Version v3.6-DRAFT of the documentation is in DRAFT status. For the latest stable documentation, see v3.5.
etcd API guarantees
etcd is a consistent and durable key value store. The key value store is exposed through gRPC Services. etcd ensures the strongest consistency and durability guarantees for a distributed system. This specification enumerates the API guarantees made by etcd.
APIs to consider
- KV APIs
- Watch APIs
- Lease APIs
- Grant
- [Revoke]
- Keep alive
KV API allows for direct reading and manipulation of key value store. Watch API allows subscribing to key value store changes. Lease API allows assigning a time to live to a key.
Both KV and Watch APIs allow access to not only the latest versions of keys, but also previous versions are accessible within a continuous history window, limited by a compaction operation.

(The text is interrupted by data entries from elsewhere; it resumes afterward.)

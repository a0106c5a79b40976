//! Match orchestration between two players.

use crate::observer::{MatchEvent, MatchObserver};
use crate::players::Player;
use oxo_engine::{GameSession, GameStatus, Side};
use tracing::{debug, info, instrument, warn};

/// Error that ends a match early.
#[derive(Debug, derive_more::Display)]
pub enum MatchError {
    /// A player kept choosing moves the session rejected.
    #[display("{} had {} moves rejected in a row", side, count)]
    TooManyRejections {
        /// Side whose moves were rejected.
        side: Side,
        /// Number of consecutive rejections.
        count: usize,
    },

    /// A player failed to produce a move.
    #[display("{} player failed: {}", side, source)]
    Player {
        /// Side whose player failed.
        side: Side,
        /// Underlying failure.
        source: anyhow::Error,
    },
}

impl std::error::Error for MatchError {}

/// Runs a game between two players, reporting every event to an observer.
pub struct Match {
    game: GameSession,
    player_x: Box<dyn Player>,
    player_o: Box<dyn Player>,
    observer: Box<dyn MatchObserver>,
    max_rejections: usize,
}

impl Match {
    /// Creates a match on a fresh board.
    pub fn new(
        player_x: Box<dyn Player>,
        player_o: Box<dyn Player>,
        observer: Box<dyn MatchObserver>,
    ) -> Self {
        Self {
            game: GameSession::new(),
            player_x,
            player_o,
            observer,
            max_rejections: 3,
        }
    }

    /// Sets how many consecutive rejected moves end the match.
    pub fn with_max_rejections(mut self, max_rejections: usize) -> Self {
        self.max_rejections = max_rejections.max(1);
        self
    }

    /// Returns the game session.
    pub fn game(&self) -> &GameSession {
        &self.game
    }

    /// Plays until the game is won or drawn.
    ///
    /// # Errors
    ///
    /// Returns [`MatchError`] if a player fails or exceeds the rejection limit.
    #[instrument(skip(self), fields(x = %self.player_x.name(), o = %self.player_o.name()))]
    pub async fn run(&mut self) -> Result<GameStatus, MatchError> {
        info!("Starting match");
        let mut rejections = 0;

        while !self.game.is_over() {
            let side = self.game.current_side();
            let player = match side {
                Side::X => &mut self.player_x,
                Side::O => &mut self.player_o,
            };

            debug!(player = %player.name(), "Waiting for move");
            let index = player
                .choose(&self.game)
                .await
                .map_err(|source| MatchError::Player { side, source })?;

            match self.game.make_move(index) {
                Ok(()) => {
                    rejections = 0;
                    self.observer.notify(&MatchEvent::MoveApplied {
                        index,
                        side,
                        board: self.game.board_copy(),
                    });
                }
                Err(reason) => {
                    rejections += 1;
                    warn!(%side, index, %reason, rejections, "Player chose an illegal move");
                    self.observer
                        .notify(&MatchEvent::MoveRejected { index, side, reason });
                    if rejections >= self.max_rejections {
                        return Err(MatchError::TooManyRejections {
                            side,
                            count: rejections,
                        });
                    }
                }
            }
        }

        let status = self.game.status();
        info!(?status, moves = self.game.move_count(), "Match finished");
        self.observer.notify(&MatchEvent::GameOver { status });
        Ok(status)
    }

    /// Retracts up to `count` moves; returns how many were retracted.
    pub fn undo(&mut self, count: usize) -> usize {
        let undone = self.game.undo_moves(count);
        if undone > 0 {
            self.observer.notify(&MatchEvent::Undone { count: undone });
        }
        undone
    }

    /// Starts over on an empty board with the same players.
    pub fn restart(&mut self) {
        self.game.reset();
    }
}
//! oxo - command-line front end
//!
//! Runs automated matches and move suggestions on the oxo engine.

#![warn(missing_docs)]

mod cli;

use anyhow::Result;
use clap::Parser;
use cli::{Cli, Command};
use oxo::{Match, MatchConfig, MatchEvent, MatchObserver, MinimaxPlayer, TracingObserver};
use oxo_engine::{choose_scored_move, Board, GameStatus, SearchLevel, Side, Snapshot};
use std::path::PathBuf;
use tracing::{info, instrument};
use tracing_subscriber::EnvFilter;

#[tokio::main]
async fn main() -> Result<()> {
    // Load .env file
    dotenvy::dotenv().ok();

    tracing_subscriber::fmt()
        .with_env_filter(
            EnvFilter::try_from_default_env().unwrap_or_else(|_| EnvFilter::new("info")),
        )
        .init();

    let cli = Cli::parse();

    match cli.command {
        Command::SelfPlay {
            config,
            x_level,
            o_level,
        } => run_self_play(config, x_level, o_level).await,
        Command::Suggest { board, level, side } => run_suggest(board, level, side),
    }
}

/// Prints the board after every move and logs everything else.
struct ConsoleObserver;

impl MatchObserver for ConsoleObserver {
    fn notify(&mut self, event: &MatchEvent) {
        if let MatchEvent::MoveApplied { index, side, board } = event {
            println!("{side} plays {index}\n{}\n", board.render());
        }
        TracingObserver.notify(event);
    }
}

/// Play a full game between two minimax players
#[instrument]
async fn run_self_play(
    config: Option<PathBuf>,
    x_level: Option<SearchLevel>,
    o_level: Option<SearchLevel>,
) -> Result<()> {
    let config = match config {
        Some(path) => MatchConfig::from_file(path)?,
        None => MatchConfig::default(),
    }
    .with_levels(x_level, o_level);

    info!(x_level = %config.x_level(), o_level = %config.o_level(), "Starting self-play");

    let mut game = Match::new(
        Box::new(MinimaxPlayer::new(Side::X, *config.x_level())),
        Box::new(MinimaxPlayer::new(Side::O, *config.o_level())),
        Box::new(ConsoleObserver),
    )
    .with_max_rejections(*config.max_rejections());

    match game.run().await? {
        GameStatus::Won { winner, line } => println!("{winner} wins on line {line}"),
        status => println!("{status:?}"),
    }
    Ok(())
}

/// Suggest a move for a position
#[instrument(skip(board), fields(board = %board))]
fn run_suggest(board: Board, level: SearchLevel, side: Option<Side>) -> Result<()> {
    let snapshot = Snapshot::from(board);
    let selector = side.unwrap_or(snapshot.to_move);

    println!("{}\n", board.render());
    match choose_scored_move(snapshot, level, selector) {
        Some(chosen) => println!(
            "{} to move, best for {selector}: {} (score {})",
            snapshot.to_move, chosen.index, chosen.score
        ),
        None => println!("Position is already decided"),
    }
    Ok(())
}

Calling KV API will take an immediate effect, while Watch API will return with some unbounded delay. In correctly working etcd cluster you should expect to see watch events to appear with 10ms delay after them happening. However, there is no limit and events in unhealthy clusters might never arrive.
KV APIs
etcd ensures durability and strict serializability for all KV api calls. Those are the strongest isolation guarantee of distributed transactional database systems.
Durability
Any completed operations are durable. All accessible data is also durable data. A read will never return data that has not been made durable.
Strict serializability
KV Service operations are atomic and occur in a total order, consistent with real-time order of those operations. Total order is implied through revision. Read more about strict serializability.
Strict serializability implies other weaker guarantees that might be easier to understand:
Atomicity
All API requests are atomic; an operation either completes entirely or not at all. For watch requests, all events generated by one operation will be in one watch response. Watch never observes partial events for a single operation.
Linearizability
From the perspective of client, linearizability provides useful properties which
make reasoning easily. This is a clean description quoted from
the original paper: Linearizability provides the illusion that each operation applied by concurrent processes takes effect instantaneously at some point between its invocation and its response.
For example, consider a client completing a write at time point 1 (t1). A client issuing a read at t2 (for t2 > t1) should receive a value at least as recent as the previous write, completed at t1. However, the read might actually complete only by t3. Linearizability guarantees the read returns the most current value. Without linearizability guarantee, the returned value, current at t2 when the read began, might be “stale” by t3 because a concurrent write might happen between t2 and t3.
etcd ensures linearizability for all other operations by default.
Linearizability comes with a cost, however, because linearized requests must go
through the Raft consensus process. To obtain lower latencies and higher
throughput for read requests, clients can configure a request’s consistency mode
to serializable
, which may access stale data with respect to quorum, but
removes the performance penalty of linearized accesses’ reliance on live consensus.
Watch APIs
Watches make guarantees about events:
- Ordered - events are ordered by revision. An event will never appear on a watch if it precedes an event in time that has already been posted.
- Unique - an event will never appear on a watch twice.
- Reliable - a sequence of events will never drop any subsequence of events within the available history window. If there are events ordered in time as a < b < c, then if the watch receives events a and c, it is guaranteed to receive b as long b is in the available history window.
- Atomic - a list of events is guaranteed to encompass complete revisions. Updates in the same revision over multiple keys will not be split over several lists of events.
- Resumable - A broken watch can be resumed by establishing a new watch starting after the last revision received in a watch event before the break, so long as the revision is in the history window.
- Bookmarkable - Progress notification events guarantee that all events up to a revision have been already delivered.
etcd does not ensure linearizability for watch operations. Users are expected to verify the revision of watch events to ensure correct ordering with other operations.
Lease APIs
etcd provides a lease mechanism. The primary use case of a lease is implementing distributed coordination mechanisms like distributed locks. The lease mechanism itself is simple: a lease can be created with the grant API, attached to a key with the put API, revoked with the revoke API, and will be expired by the wall clock time to live (TTL). However, users need to be aware about the important properties of the APIs and usage for implementing correct distributed coordination mechanisms.
etcd specific definitions
Operation completed
An etcd operation is considered complete when it is committed through consensus,
and therefore “executed” -- permanently stored -- by the etcd storage engine.
The client knows an operation is completed when it receives a response from the
etcd server. Note that the client may be uncertain about the status of an
operation if it times out, or there is a network disruption between the client
and the etcd member. etcd may also abort operations when there is a leader
election. etcd does not send abort
responses to clients’ outstanding requests
in this event.
Revision
An etcd operation that modifies the key value store is assigned a single increasing revision. A transaction operation might modify the key value store multiple times, but only one revision is assigned. The revision attribute of a key value pair that was modified by the operation has the same value as the revision of the operation. The revision can be used as a logical clock for key value store. A key value pair that has a larger revision is modified after a key value pair with a smaller revision. Two key value pairs that have the same revision are modified by an operation “concurrently”.